- _Your task_
Among the entries below, please show each line that carries the word "stars".
• • •
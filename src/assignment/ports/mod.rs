//! Port contracts for committing acceptances.

pub mod store;

pub use store::{AssignmentStore, AssignmentStoreError, AssignmentStoreResult};
//! Listings, reviews and favorites on `PostgreSQL`.

use pg_embedded_setup_unpriv::{TestCluster, test_support::shared_test_cluster};
use rstest::rstest;
use rust_decimal::Decimal;
use skillmarket::{
    catalog::{
        domain::{ServiceFilter, ServiceId},
        services::{CreateReviewRequest, CreateServiceRequest},
    },
    error::ErrorKind,
    identity::domain::{Actor, Role},
};

use super::helpers::{CleanupGuard, PgMarketplace, database_name, test_runtime};

fn listing(title: &str, price: i64) -> CreateServiceRequest {
    CreateServiceRequest::new(
        title,
        "Careful work, references on request.",
        "outdoor",
        Decimal::new(price, 0),
    )
}

#[rstest]
fn listing_row_round_trips_tags_and_price(shared_test_cluster: &'static TestCluster) {
    let db_name = database_name("listing_round_trip");
    let _guard = CleanupGuard::new(shared_test_cluster, db_name.clone());
    let market = PgMarketplace::connect(shared_test_cluster, &db_name).expect("database setup");
    let rt = test_runtime();

    let provider = Actor::fresh(Role::Provider);
    let created = rt
        .block_on(market.catalog.create_service(
            &provider,
            listing("Gutter cleaning", 60).with_tags(["ladder".to_owned(), "roof".to_owned()]),
        ))
        .expect("listing published");

    let stored = rt
        .block_on(market.catalog.get_service(created.id()))
        .expect("listing lookup");
    assert_eq!(stored.owner(), provider.id());
    assert_eq!(stored.title(), "Gutter cleaning");
    assert_eq!(stored.tags(), created.tags());
    assert_eq!(stored.price(), created.price());

    let found = rt
        .block_on(
            market
                .catalog
                .list_services(&ServiceFilter::new().with_text("gutter")),
        )
        .expect("text search");
    let ids: Vec<_> = found.iter().map(|l| l.id()).collect();
    assert_eq!(ids, vec![created.id()]);
}

#[rstest]
fn reviews_are_listed_newest_first(shared_test_cluster: &'static TestCluster) {
    let db_name = database_name("reviews");
    let _guard = CleanupGuard::new(shared_test_cluster, db_name.clone());
    let market = PgMarketplace::connect(shared_test_cluster, &db_name).expect("database setup");
    let rt = test_runtime();

    let published = rt
        .block_on(
            market
                .catalog
                .create_service(&Actor::fresh(Role::Provider), listing("Hedge trimming", 90)),
        )
        .expect("listing published");
    for (stars, text) in [(4, "Good, a little late."), (5, "Spotless.")] {
        rt.block_on(market.feedback.create_review(
            published.id(),
            &Actor::fresh(Role::Customer),
            CreateReviewRequest::new(stars).with_text(text),
        ))
        .expect("review stored");
    }

    let reviews = rt
        .block_on(market.feedback.list_reviews(published.id()))
        .expect("reviews listed");
    let summary: Vec<_> = reviews
        .iter()
        .map(|review| (review.rating().stars(), review.text()))
        .collect();
    assert_eq!(summary, vec![(5, "Spotless."), (4, "Good, a little late.")]);
}

#[rstest]
fn favorites_toggle_and_list_per_user(shared_test_cluster: &'static TestCluster) {
    let db_name = database_name("favorites");
    let _guard = CleanupGuard::new(shared_test_cluster, db_name.clone());
    let market = PgMarketplace::connect(shared_test_cluster, &db_name).expect("database setup");
    let rt = test_runtime();

    let provider = Actor::fresh(Role::Provider);
    let customer = Actor::fresh(Role::Customer);
    let first = rt
        .block_on(market.catalog.create_service(&provider, listing("Gutter cleaning", 60)))
        .expect("first listing");
    let second = rt
        .block_on(market.catalog.create_service(&provider, listing("Hedge trimming", 90)))
        .expect("second listing");

    for service_id in [first.id(), second.id()] {
        let favorited = rt
            .block_on(market.feedback.toggle_favorite(service_id, &customer))
            .expect("favorite added");
        assert!(favorited);
    }
    let removed = rt
        .block_on(market.feedback.toggle_favorite(first.id(), &customer))
        .expect("favorite removed");
    assert!(!removed);

    let favorites = rt
        .block_on(market.feedback.list_favorites(&customer))
        .expect("favorites listed");
    let ids: Vec<_> = favorites.iter().map(|l| l.id()).collect();
    assert_eq!(ids, vec![second.id()]);

    let others = rt
        .block_on(market.feedback.list_favorites(&Actor::fresh(Role::Customer)))
        .expect("other user's favorites");
    assert!(others.is_empty());
}

#[rstest]
fn review_for_unknown_listing_is_not_found(shared_test_cluster: &'static TestCluster) {
    let db_name = database_name("review_unknown");
    let _guard = CleanupGuard::new(shared_test_cluster, db_name.clone());
    let market = PgMarketplace::connect(shared_test_cluster, &db_name).expect("database setup");
    let rt = test_runtime();

    let err = rt
        .block_on(market.feedback.create_review(
            ServiceId::new(),
            &Actor::fresh(Role::Customer),
            CreateReviewRequest::new(3),
        ))
        .expect_err("no such listing");
    assert_eq!(err.kind(), ErrorKind::NotFound);
}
• • •
- _Your solution_
    for (stars, text) in [(4, "Good, a little late."), (5, "Spotless.")] {
            CreateReviewRequest::new(stars).with_text(text),
        .map(|review| (review.rating().stars(), review.text()))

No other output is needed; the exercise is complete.